> **What you have to do**
Write out each line of the entries below that holds the word "async".

-- Input records follows --

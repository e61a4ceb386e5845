//! Sync API tests.

mod common;

use axum::http::{header::AUTHORIZATION, HeaderValue, StatusCode};
use axum_test::{TestRequest, TestServer};
use pretty_assertions::assert_eq;
use recall_sync::remote::{
    ConfirmDeleteResponse, OrphanInfo, PullResponse, PushReviewsResponse, UploadResponse,
};
use recall_sync::{hash_content, IdentityAuthority};

use common::fixtures;
use common::TestContext;

const DECK: &str = "rust/basics.md";

fn authorized(request: TestRequest, token: &str) -> TestRequest {
    request.add_header(
        AUTHORIZATION,
        HeaderValue::from_str(&TestContext::auth_header_value(token)).unwrap(),
    )
}

async fn upload(server: &TestServer, token: &str, content: &str) -> UploadResponse {
    let response = authorized(server.post("/api/sync/upload"), token)
        .json(&fixtures::sync_upload_request(vec![fixtures::sync_file(
            DECK, content,
        )]))
        .await;
    response.assert_status_ok();
    response.json()
}

async fn pull(server: &TestServer, token: &str) -> PullResponse {
    let response = authorized(server.post("/api/sync/pull"), token)
        .json(&fixtures::sync_pull_request())
        .await;
    response.assert_status_ok();
    response.json()
}

/// Test sync pull returns empty for new device.
#[tokio::test]
async fn test_sync_pull_initial() {
    let ctx = TestContext::new();
    let server = TestServer::new(ctx.router()).unwrap();
    let (_, token) = ctx.create_test_device("laptop");

    let body = pull(&server, &token).await;

    assert!(body.cards.is_empty());
    assert!(body.card_states.is_empty());
    assert!(body.settings.decks.is_empty());
}

/// Test sync upload creates new cards.
#[tokio::test]
async fn test_sync_upload_new_cards() {
    let ctx = TestContext::new();
    let server = TestServer::new(ctx.router()).unwrap();
    let (_, token) = ctx.create_test_device("laptop");

    let body = upload(&server, &token, &fixtures::sample_md_content(3, false)).await;

    // Should have assigned 3 new IDs
    let ids: Vec<i64> = body.new_ids.iter().map(|a| a.id).collect();
    assert_eq!(ids, vec![1, 2, 3]);

    // Should have updated file content
    assert_eq!(body.updated_files.len(), 1);
    let updated = &body.updated_files[0];
    assert_eq!(updated.path, DECK);
    assert_eq!(updated.content, fixtures::sample_md_content(3, true));
    assert_eq!(updated.hash, hash_content(&updated.content));

    // No orphaned cards on first upload
    assert!(body.orphaned_cards.is_empty());
}

/// Test sync upload with existing card IDs.
#[tokio::test]
async fn test_sync_upload_existing_ids_needs_no_rewrite() {
    let ctx = TestContext::new();
    let server = TestServer::new(ctx.router()).unwrap();
    let (_, token) = ctx.create_test_device("laptop");

    let body = upload(&server, &token, &fixtures::sample_md_content(2, true)).await;

    assert!(body.new_ids.is_empty());
    assert!(body.updated_files.is_empty());
    assert_eq!(ctx.authority.last_id(), 2);

    let pulled = pull(&server, &token).await;
    assert_eq!(pulled.cards.len(), 2);
    assert_eq!(pulled.cards[0].deck_path, "rust");
}

#[tokio::test]
async fn test_repeated_upload_replays_assignment() {
    let ctx = TestContext::new();
    let server = TestServer::new(ctx.router()).unwrap();
    let (_, token) = ctx.create_test_device("laptop");
    let content = fixtures::sample_md_content(2, false);

    let first = upload(&server, &token, &content).await;
    let second = upload(&server, &token, &content).await;

    assert_eq!(first, second);
    assert_eq!(ctx.authority.last_id(), 2);
}

#[tokio::test]
async fn test_upload_rejects_hash_mismatch() {
    let ctx = TestContext::new();
    let server = TestServer::new(ctx.router()).unwrap();
    let (_, token) = ctx.create_test_device("laptop");
    let mut file = fixtures::sync_file(DECK, &fixtures::sample_md_content(1, false));
    file.hash = hash_content("something else");

    let response = authorized(server.post("/api/sync/upload"), &token)
        .json(&fixtures::sync_upload_request(vec![file]))
        .await;

    response.assert_status(StatusCode::BAD_REQUEST);
    assert_eq!(ctx.authority.last_id(), 0);
}

#[tokio::test]
async fn test_upload_reports_identity_exhaustion() {
    let ctx = TestContext::with_authority(IdentityAuthority::with_last_id(i64::MAX));
    let server = TestServer::new(ctx.router()).unwrap();
    let (_, token) = ctx.create_test_device("laptop");

    let response = authorized(server.post("/api/sync/upload"), &token)
        .json(&fixtures::sync_upload_request(vec![fixtures::sync_file(
            DECK,
            &fixtures::sample_md_content(1, false),
        )]))
        .await;

    response.assert_status(StatusCode::CONFLICT);
    let body: serde_json::Value = response.json();
    assert_eq!(body["error"], "identity_exhausted");
}

#[tokio::test]
async fn test_removed_card_is_orphaned_until_confirmed() {
    let ctx = TestContext::new();
    let server = TestServer::new(ctx.router()).unwrap();
    let (_, token) = ctx.create_test_device("laptop");
    upload(&server, &token, &fixtures::sample_md_content(2, false)).await;

    let body = upload(&server, &token, &fixtures::sample_md_content(1, true)).await;
    assert_eq!(
        body.orphaned_cards,
        vec![OrphanInfo {
            card_id: 2,
            question_preview: "Question 2?".to_string(),
        }]
    );

    let response = authorized(server.post("/api/sync/confirm-delete"), &token)
        .json(&fixtures::confirm_delete_request(vec![1, 2]))
        .await;
    response.assert_status_ok();
    let deleted: ConfirmDeleteResponse = response.json();
    // Card 1 is still present in the file and is not an orphan.
    assert_eq!(deleted.deleted_count, 1);

    let pulled = pull(&server, &token).await;
    let card = pulled.cards.iter().find(|c| c.id == 2).unwrap();
    assert!(card.deleted_at.is_some());
    assert!(ctx.authority.card(1).unwrap().deleted_at.is_none());
}

#[tokio::test]
async fn test_push_reviews_then_pull_state() {
    let ctx = TestContext::new();
    let server = TestServer::new(ctx.router()).unwrap();
    let (device, token) = ctx.create_test_device("laptop");
    upload(&server, &token, &fixtures::sample_md_content(1, false)).await;

    let review = fixtures::review(1, 3);
    let response = authorized(server.post("/api/sync/push-reviews"), &token)
        .json(&fixtures::push_reviews_request(vec![review.clone()]))
        .await;
    response.assert_status_ok();
    let pushed: PushReviewsResponse = response.json();
    assert_eq!(pushed.synced_count, 1);

    let pulled = pull(&server, &token).await;
    assert_eq!(pulled.card_states.len(), 1);
    assert_eq!(pulled.card_states[0].card_id, 1);
    assert_eq!(pulled.card_states[0].state, review.state_after);
    assert_eq!(ctx.authority.reviews_for_card(1), vec![review]);
    assert_eq!(ctx.authority.device_status(&device).unwrap().review_count, 1);
}

#[tokio::test]
async fn test_states_are_scoped_to_the_pushing_device() {
    let ctx = TestContext::new();
    let server = TestServer::new(ctx.router()).unwrap();
    let (_, laptop) = ctx.create_test_device("laptop");
    let (_, phone) = ctx.create_test_device("phone");
    upload(&server, &laptop, &fixtures::sample_md_content(1, false)).await;

    authorized(server.post("/api/sync/push-reviews"), &laptop)
        .json(&fixtures::push_reviews_request(vec![fixtures::review(1, 3)]))
        .await
        .assert_status_ok();

    let pulled = pull(&server, &phone).await;
    assert!(pulled.card_states.is_empty());
    // The phone never uploaded the file, so the card is not its to pull.
    assert!(pulled.cards.is_empty());
}

#[tokio::test]
async fn test_sync_routes_require_authentication() {
    let ctx = TestContext::new();
    let server = TestServer::new(ctx.router()).unwrap();

    let response = server
        .post("/api/sync/pull")
        .json(&fixtures::sync_pull_request())
        .await;

    response.assert_status(StatusCode::UNAUTHORIZED);
}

-- Input records concluded --

> **Reply**
async fn upload(server: &TestServer, token: &str, content: &str) -> UploadResponse {
async fn pull(server: &TestServer, token: &str) -> PullResponse {
async fn test_sync_pull_initial() {
async fn test_sync_upload_new_cards() {
async fn test_sync_upload_existing_ids_needs_no_rewrite() {
async fn test_repeated_upload_replays_assignment() {
async fn test_upload_rejects_hash_mismatch() {
async fn test_upload_reports_identity_exhaustion() {
async fn test_removed_card_is_orphaned_until_confirmed() {
async fn test_push_reviews_then_pull_state() {
async fn test_states_are_scoped_to_the_pushing_device() {
async fn test_sync_routes_require_authentication() {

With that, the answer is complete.